このように、代理店を避けてインフルエンサーとの直接的な関係を築くのもコストを抑えることができるのでおすすめです。
インフルエンサーが得意なプラットフォームを使用した
インフルエンサーに案件を依頼するときは、彼らが一番フォロワーにリーチできるプラットフォームを使用してもらうようにします。SarahとAudreyの場合はInstagramのストーリーズが最も効果的と判断し、ストーリーズでプロダクトプレイスメントやプロモーションを行いました。
ドロップシッピングで成功する方法

1. 付加価値をつける
顧客にどのように付加価値を提供できるか、しっかりとした計画を持つことが成功の最も重要な要素です。

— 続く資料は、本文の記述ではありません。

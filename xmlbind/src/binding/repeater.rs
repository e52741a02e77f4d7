//! Repeated bindings into lists and maps.

use std::io::Write;
use std::sync::Arc;

use tracing::debug;

use super::{accessed_value, apply_value, Attempt, Binding, Outcome, Scope};
use crate::collab::Accessor;
use crate::context::Context;
use crate::error::{Error, Result};
use crate::value::Value;
use crate::xml::{EventSource, RecordingReader, StreamWriter};

/// Reads items until the item binding stops matching. Returns the bound
/// items in document order; every item starts from a null value.
fn read_items<S: EventSource>(
    item: &Binding,
    reader: &mut RecordingReader<S>,
    context: &Context,
    scope: &Scope<'_>,
) -> Result<Vec<Value>> {
    let mut items = Vec::new();
    loop {
        let attempt = Attempt::begin(reader, context);
        let item_context = context.child(Value::Null).with_index(items.len());
        match item.unmarshal(reader, item_context, scope)? {
            Outcome::Bound(bound) => {
                // An item that matches without consuming anything would
                // match forever.
                let consumed = attempt.consumed(reader)?;
                attempt.commit(reader, &bound)?;
                if !consumed {
                    break;
                }
                items.push(bound.into_value());
            }
            Outcome::NoMatch => {
                attempt.abandon(reader, context)?;
                break;
            }
        }
    }
    Ok(items)
}

fn write_items<'v, W: Write>(
    item: &Binding,
    items: impl Iterator<Item = &'v Value>,
    writer: &mut StreamWriter<W>,
    context: &Context,
    scope: &Scope<'_>,
) -> Result<()> {
    for (index, value) in items.enumerate() {
        let item_context = context.child(value.clone()).with_index(index);
        item.marshal(writer, &item_context, scope)
            .map_err(|e| e.within(format!("item {}", index)))?;
    }
    Ok(())
}

/// Binds zero or more repetitions of an item into a list.
///
/// An optional repeater with no items yields an empty list, never null. A
/// required repeater with no items does not match.
#[derive(Debug)]
pub struct Repeater {
    item: Box<Binding>,
    accessor: Option<Arc<dyn Accessor>>,
    optional: bool,
}

impl Repeater {
    pub fn new(item: impl Into<Binding>) -> Self {
        Repeater {
            item: Box::new(item.into()),
            accessor: None,
            optional: false,
        }
    }

    pub fn with_accessor(mut self, accessor: impl Accessor + 'static) -> Self {
        self.accessor = Some(Arc::new(accessor));
        self
    }

    pub fn optional(mut self) -> Self {
        self.optional = true;
        self
    }

    pub fn item(&self) -> &Binding {
        &self.item
    }

    pub fn is_optional(&self) -> bool {
        self.optional
    }

    pub(crate) fn has_value(&self, context: &Context) -> Result<bool> {
        Ok(accessed_value(self.accessor.as_ref(), context)?.is_non_empty_collection())
    }

    pub(crate) fn unmarshal<S: EventSource>(
        &self,
        reader: &mut RecordingReader<S>,
        context: Context,
        scope: &Scope<'_>,
    ) -> Result<Outcome> {
        let items = read_items(&self.item, reader, &context, scope)?;
        debug!(count = items.len(), item = %self.item.describe(), "repeater finished");
        if items.is_empty() && !self.optional {
            return Ok(Outcome::NoMatch);
        }
        let context = apply_value(self.accessor.as_ref(), context, Value::List(items))?;
        Ok(Outcome::Bound(context))
    }

    pub(crate) fn marshal<W: Write>(
        &self,
        writer: &mut StreamWriter<W>,
        context: &Context,
        scope: &Scope<'_>,
    ) -> Result<()> {
        let value = accessed_value(self.accessor.as_ref(), context)?;
        let items: &[Value] = match &value {
            Value::List(items) => items.as_slice(),
            Value::Null => &[],
            other => {
                return Err(Error::Mismatch(format!(
                    "repeater expects a list, found {}",
                    other.type_name()
                )))
            }
        };
        if items.is_empty() && !self.optional {
            return Err(Error::Mismatch(format!(
                "required repeater of {} has no items",
                self.item.describe()
            )));
        }
        write_items(&self.item, items.iter(), writer, context, scope)
    }
}

/// Binds zero or more repetitions of an item into a map.
///
/// The key of each item is read from the bound item along a path of field
/// names. When two items have the same key the later item wins, and the key
/// keeps the position of its first occurrence.
#[derive(Debug)]
pub struct MapRepeater {
    item: Box<Binding>,
    key_path: Vec<String>,
    accessor: Option<Arc<dyn Accessor>>,
    optional: bool,
}

impl MapRepeater {
    /// Creates a map repeater. `key_path` is a dot-separated field path.
    pub fn new(item: impl Into<Binding>, key_path: &str) -> Self {
        MapRepeater {
            item: Box::new(item.into()),
            key_path: key_path.split('.').map(str::to_string).collect(),
            accessor: None,
            optional: false,
        }
    }

    pub fn with_accessor(mut self, accessor: impl Accessor + 'static) -> Self {
        self.accessor = Some(Arc::new(accessor));
        self
    }

    pub fn optional(mut self) -> Self {
        self.optional = true;
        self
    }

    pub fn item(&self) -> &Binding {
        &self.item
    }

    pub fn key_path(&self) -> String {
        self.key_path.join(".")
    }

    pub fn is_optional(&self) -> bool {
        self.optional
    }

    pub(crate) fn has_value(&self, context: &Context) -> Result<bool> {
        Ok(accessed_value(self.accessor.as_ref(), context)?.is_non_empty_collection())
    }

    pub(crate) fn unmarshal<S: EventSource>(
        &self,
        reader: &mut RecordingReader<S>,
        context: Context,
        scope: &Scope<'_>,
    ) -> Result<Outcome> {
        let items = read_items(&self.item, reader, &context, scope)?;
        debug!(count = items.len(), item = %self.item.describe(), "map repeater finished");
        if items.is_empty() && !self.optional {
            return Ok(Outcome::NoMatch);
        }
        if context.is_pre_read() {
            return Ok(Outcome::Bound(context));
        }

        let mut entries: Vec<(Value, Value)> = Vec::with_capacity(items.len());
        for (index, item) in items.into_iter().enumerate() {
            let key = item.lookup_path(&self.key_path);
            if key.is_null() {
                return Err(Error::Mismatch(format!(
                    "item {} has no key at {}",
                    index,
                    self.key_path()
                )));
            }
            match entries.iter_mut().find(|(existing, _)| *existing == key) {
                Some(entry) => {
                    debug!(%key, "duplicate map key, keeping the later item");
                    entry.1 = item;
                }
                None => entries.push((key, item)),
            }
        }
        let context = apply_value(self.accessor.as_ref(), context, Value::Map(entries))?;
        Ok(Outcome::Bound(context))
    }

    pub(crate) fn marshal<W: Write>(
        &self,
        writer: &mut StreamWriter<W>,
        context: &Context,
        scope: &Scope<'_>,
    ) -> Result<()> {
        let value = accessed_value(self.accessor.as_ref(), context)?;
        let entries: &[(Value, Value)] = match &value {
            Value::Map(entries) => entries.as_slice(),
            Value::Null => &[],
            other => {
                return Err(Error::Mismatch(format!(
                    "map repeater expects a map, found {}",
                    other.type_name()
                )))
            }
        };
        if entries.is_empty() && !self.optional {
            return Err(Error::Mismatch(format!(
                "required map repeater of {} has no items",
                self.item.describe()
            )));
        }
        write_items(&self.item, entries.iter().map(|(_, v)| v), writer, context, scope)
    }
}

ドロップシッピングも含めた小売業では、提供するのは商品だけではありません。知見、情報、解決策などの付加価値を提供することで、ターゲットの信頼を獲得することができ、売り上げにつながるのです。
こういった付加価値を追加するためには、商品や市場、ターゲットの悩みなどに対する深い理解や知識が必要です。
質の高い情報提供など付加価値を提供できない場合、競争できるのは価格だけになります。価格競争は世界最大の米国小売企業Walmart(ウォルマート)を成功に導いた戦略ですが、ドロップシッピングビジネスの場合はこの戦略で成功するのは難しいでしょう。
2. マーケティングとSEOに注力する
通販サイトへトラフィックを誘導するのも有効です。少ない予算でビジネスを立ち上げる場合は、自分でSEO、マーケティング、バックリンクの獲得、ゲストポスティング(他社ウェブサイトに自社コンテンツを投稿し認知拡大を図ること)に取り組む必要があります。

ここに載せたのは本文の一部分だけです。